Mississippi artist puts the Southern storytelling tradition to canvas
By by aprill brandon
Dec. 6, 2010 at 6:06 a.m.
Updated Dec. 8, 2010 at 6:08 a.m.
IF YOU GO The Lea Barton Banks exhibit, "All That I Can't Leave Behind," will have a museum member's preview from 6-8 p.m. Thursday with a gallery talk by the artist starting at 7 p.m. at the Nave Museum, 306 W. Commercial St.
The exhibit opens to the public Friday and runs through Jan. 16. Museum hours are 1-5 p.m., Tuesday through Sunday.
For more information, go to www.VictoriaRegionalMuseum.com.
The South has always had a great storytelling tradition. For Mississippi artist Lea Barton Banks, that tradition extends to the visual arts and in particular, her own work.
"The South is so rich in history, and when a Southerner goes to visit other places, they are considered exotic. It's a fascinating place to be from," Banks said. "It's so rich in so many ways, and yet there is still so much poverty. It's fascinating, beautiful and poignant, all at the same time, and being from the South has really affected my work and what I draw from."
Beginning Friday, Victorians will get to see that influence firsthand when Banks' newest exhibit, "All That I Can't Leave Behind," opens at the Nave Museum. Curated by Virginia Kisalus, the show will focus on a decade's worth of the artist's pieces, which are based on Bank's photographs and then created using acrylic and oil paint, printmaking, collage and sometimes three-dimensional objects, to build the surface of the piece.
Although Banks spent most of her childhood moving around the country because of her father being in the Navy, and two years spent in New York attending the Pratt Institute, she always returned to Wolf Lake, located outside Yazoo City in Mississippi, where her grandmother lived, she said. And, just as famed Southern author William Faulkner always advised aspiring scribes to write about what they know, Banks creates images of what she knows from her experiences as a Southerner.
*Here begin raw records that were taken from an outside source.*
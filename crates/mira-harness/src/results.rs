use mira_core::HarnessFailure;
use mira_storage::CallbackRecordId;
use serde::{Deserialize, Serialize};

/// Outcome of one conversational step.
#[derive(Debug, Clone, PartialEq, Serialize, Deserialize)]
pub struct StepResult {
    pub step: String,
    pub success: bool,
    pub elapsed_ms: u64,
    #[serde(default)]
    pub error: Option<String>,
    #[serde(default)]
    pub failure: Option<HarnessFailure>,
}

/// Outcome of one callback iteration. Overall success requires all three
/// independent checks: record received by storage, UI rendered it, and the
/// backend pending flag flipped.
#[derive(Debug, Clone, PartialEq, Serialize, Deserialize)]
pub struct IterationResult {
    pub iteration: u32,
    pub success: bool,
    pub callback_received: bool,
    pub ui_updated: bool,
    pub callback_processed: bool,
    pub rendered_count: usize,
    pub elapsed_ms: u64,
    #[serde(default)]
    pub error: Option<String>,
    #[serde(default)]
    pub callback_id: Option<CallbackRecordId>,
}

impl IterationResult {
    pub fn pending(iteration: u32) -> Self {
        Self {
            iteration,
            success: false,
            callback_received: false,
            ui_updated: false,
            callback_processed: false,
            rendered_count: 0,
            elapsed_ms: 0,
            error: None,
            callback_id: None,
        }
    }
}

/// One entry in the ordered run log.
#[derive(Debug, Clone, PartialEq, Serialize, Deserialize)]
#[serde(tag = "entry", rename_all = "snake_case")]
pub enum RunLogEntry {
    Step(StepResult),
    Iteration(IterationResult),
}

impl RunLogEntry {
    pub fn succeeded(&self) -> bool {
        match self {
            Self::Step(step) => step.success,
            Self::Iteration(iteration) => iteration.success,
        }
    }
}

/// Aggregate result of one orchestrated flow run. Always produced; the
/// orchestrator never lets an error escape its boundary.
#[derive(Debug, Clone, PartialEq, Serialize, Deserialize)]
pub struct FlowRunResult {
    pub session_id: String,
    pub target_iteration: u32,
    pub completed_iterations: u32,
    pub entries: Vec<RunLogEntry>,
    pub total_elapsed_ms: u64,
    pub success: bool,
    pub errors: Vec<String>,
}

impl FlowRunResult {
    pub fn step_results(&self) -> impl Iterator<Item = &StepResult> {
        self.entries.iter().filter_map(|entry| match entry {
            RunLogEntry::Step(step) => Some(step),
            RunLogEntry::Iteration(_) => None,
        })
    }

    pub fn iteration_results(&self) -> impl Iterator<Item = &IterationResult> {
        self.entries.iter().filter_map(|entry| match entry {
            RunLogEntry::Iteration(iteration) => Some(iteration),
            RunLogEntry::Step(_) => None,
        })
    }

    /// Iteration numbers that were attempted but did not verify.
    pub fn failed_iterations(&self) -> Vec<u32> {
        self.iteration_results()
            .filter(|result| !result.success)
            .map(|result| result.iteration)
            .collect()
    }
}

#[cfg(test)]
mod tests {
    use super::{FlowRunResult, IterationResult, RunLogEntry, StepResult};

    fn sample_run() -> FlowRunResult {
        FlowRunResult {
            session_id: "qa_test_1_abc".to_string(),
            target_iteration: 2,
            completed_iterations: 1,
            entries: vec![
                RunLogEntry::Step(StepResult {
                    step: "INITIAL_SEARCH".to_string(),
                    success: true,
                    elapsed_ms: 1_200,
                    error: None,
                    failure: None,
                }),
                RunLogEntry::Iteration(IterationResult {
                    success: true,
                    callback_received: true,
                    ui_updated: true,
                    callback_processed: true,
                    rendered_count: 2,
                    elapsed_ms: 6_000,
                    ..IterationResult::pending(1)
                }),
                RunLogEntry::Iteration(IterationResult {
                    error: Some("callback not rendered".to_string()),
                    ..IterationResult::pending(2)
                }),
            ],
            total_elapsed_ms: 9_000,
            success: false,
            errors: vec!["iteration 2 failed".to_string()],
        }
    }

    #[test]
    fn unit_accessors_partition_entries_by_kind() {
        let run = sample_run();
        assert_eq!(run.step_results().count(), 1);
        assert_eq!(run.iteration_results().count(), 2);
        assert_eq!(run.failed_iterations(), vec![2]);
    }

    #[test]
    fn unit_run_log_round_trips_through_json() {
        let run = sample_run();
        let encoded = serde_json::to_string(&run).expect("serialize");
        let decoded: FlowRunResult = serde_json::from_str(&encoded).expect("deserialize");
        assert_eq!(decoded, run);
    }
}
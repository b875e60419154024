use rand::Rng;

use crate::time_utils::current_unix_timestamp_ms;

const SESSION_ID_PREFIX: &str = "qa_test";
const SESSION_ID_SUFFIX_LEN: usize = 9;

/// Generates a collision-resistant session identifier scoping one test run.
///
/// Format: `qa_test_{unix_millis}_{base36 suffix}`. The millisecond prefix
/// keeps ids sortable in storage dashboards; the random suffix keeps parallel
/// sessions launched in the same millisecond distinct.
pub fn generate_session_id() -> String {
    let mut rng = rand::rng();
    let suffix: String = (0..SESSION_ID_SUFFIX_LEN)
        .map(|_| {
            let digit = rng.random_range(0..36u32);
            char::from_digit(digit, 36).unwrap_or('0')
        })
        .collect();
    format!(
        "{SESSION_ID_PREFIX}_{}_{suffix}",
        current_unix_timestamp_ms()
    )
}

/// Returns true when `candidate` looks like a harness-generated session id.
/// Cleanup tooling uses this to refuse deleting rows it does not own.
pub fn is_harness_session_id(candidate: &str) -> bool {
    candidate.starts_with("qa_test_")
}

#[cfg(test)]
mod tests {
    use std::collections::HashSet;

    use super::{generate_session_id, is_harness_session_id};

    #[test]
    fn unit_generated_session_ids_carry_prefix_and_suffix() {
        let id = generate_session_id();
        assert!(is_harness_session_id(&id));
        let parts: Vec<&str> = id.split('_').collect();
        assert_eq!(parts.len(), 4);
        assert_eq!(parts[3].len(), 9);
        assert!(parts[2].parse::<u64>().is_ok());
    }

    #[test]
    fn unit_generated_session_ids_do_not_collide_in_burst() {
        let ids: HashSet<String> = (0..256).map(|_| generate_session_id()).collect();
        assert_eq!(ids.len(), 256);
    }

    #[test]
    fn unit_foreign_session_ids_are_rejected() {
        assert!(!is_harness_session_id("user_session_123"));
        assert!(!is_harness_session_id(""));
    }
}
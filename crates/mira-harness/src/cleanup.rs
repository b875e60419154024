//! Session data cleanup: best-effort, idempotent, runs on every exit path.

use std::sync::atomic::{AtomicBool, Ordering};
use std::sync::Arc;

use mira_storage::CallbackStore;
use tracing::{debug, warn};

/// Deletes everything a session wrote to the shared store. `run` may be
/// called any number of times; only the first call deletes. Dropping the
/// guard without having run it spawns a last-chance delete on the current
/// runtime.
pub struct SessionCleanup {
    store: Arc<dyn CallbackStore>,
    session_id: String,
    done: AtomicBool,
}

impl SessionCleanup {
    pub fn new(store: Arc<dyn CallbackStore>, session_id: impl Into<String>) -> Self {
        Self {
            store,
            session_id: session_id.into(),
            done: AtomicBool::new(false),
        }
    }

    /// Cleanup failures are logged and swallowed; a QA run's verdict never
    /// hinges on teardown.
    pub async fn run(&self) {
        if self.done.swap(true, Ordering::SeqCst) {
            return;
        }
        match self.store.delete_session_data(&self.session_id).await {
            Ok(()) => debug!(session_id = %self.session_id, "session data cleaned up"),
            Err(error) => {
                warn!(session_id = %self.session_id, %error, "session cleanup failed");
            }
        }
    }
}

impl Drop for SessionCleanup {
    fn drop(&mut self) {
        if self.done.swap(true, Ordering::SeqCst) {
            return;
        }
        if let Ok(handle) = tokio::runtime::Handle::try_current() {
            let store = Arc::clone(&self.store);
            let session_id = self.session_id.clone();
            handle.spawn(async move {
                if let Err(error) = store.delete_session_data(&session_id).await {
                    warn!(session_id = %session_id, %error, "drop-time session cleanup failed");
                }
            });
        }
    }
}
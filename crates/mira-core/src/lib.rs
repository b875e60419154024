//! Foundational utilities shared across mira crates.
//!
//! Provides session identity generation, time helpers, harness configuration
//! loading, and the typed failure taxonomy used by run results.

pub mod config;
pub mod failure;
pub mod session;
pub mod time_utils;

pub use config::HarnessConfig;
pub use failure::HarnessFailure;
pub use session::{generate_session_id, is_harness_session_id};
pub use time_utils::current_unix_timestamp_ms;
"I really took that Faulkner sentiment to heart. The more I immersed myself in the culture of where I lived, and the more I read works by Southern writers, the more my images became less abstract and more image-based," she said. "The South is known for storytelling, and I consider myself a visual storyteller. I started telling stories with my art."
In fact, Banks actually puts pieces of the South in her work. As she finds pieces of paper and other small objects, such as keys, she includes them in the painting and around the border, she said.
And, just as it takes a writer several months and sometimes years to finish a novel, Banks said it can take her anywhere from eight to 18 months to finish one of her paintings.
"The story of the piece evolves, much like how a novel does over time," she said.
Banks added that she was thrilled at the opportunity to exhibit at the Nave Museum and said that she hopes people walk away from the show feeling they had found the story within each piece.
"My hope is they find the story, even if it is their own story and maybe see some of their own experiences within the pieces. I hope they find my work beautiful and poetic and that their time wasn't wasted," she said.
On a personal note, in addition to the professional excitement, Banks, a newlywed, is feeling about the exhibit, there's also a very personal reason why this particular exhibit holds special significance for her.
"This will be the first exhibit that my new husband, Frank, will get to see. He'll be experiencing 10 years of my life through this, and I'm hoping for him, it will give him that 'wow' moment. And I guess that goes for Victoria too. I hope this show has a 'wow' factor to it," she said. "This is a wonderful thing for my career, and the Nave is a big deal. It's a prestigious museum. So for me, I'm looking forward to this exhibit on a lot of different levels."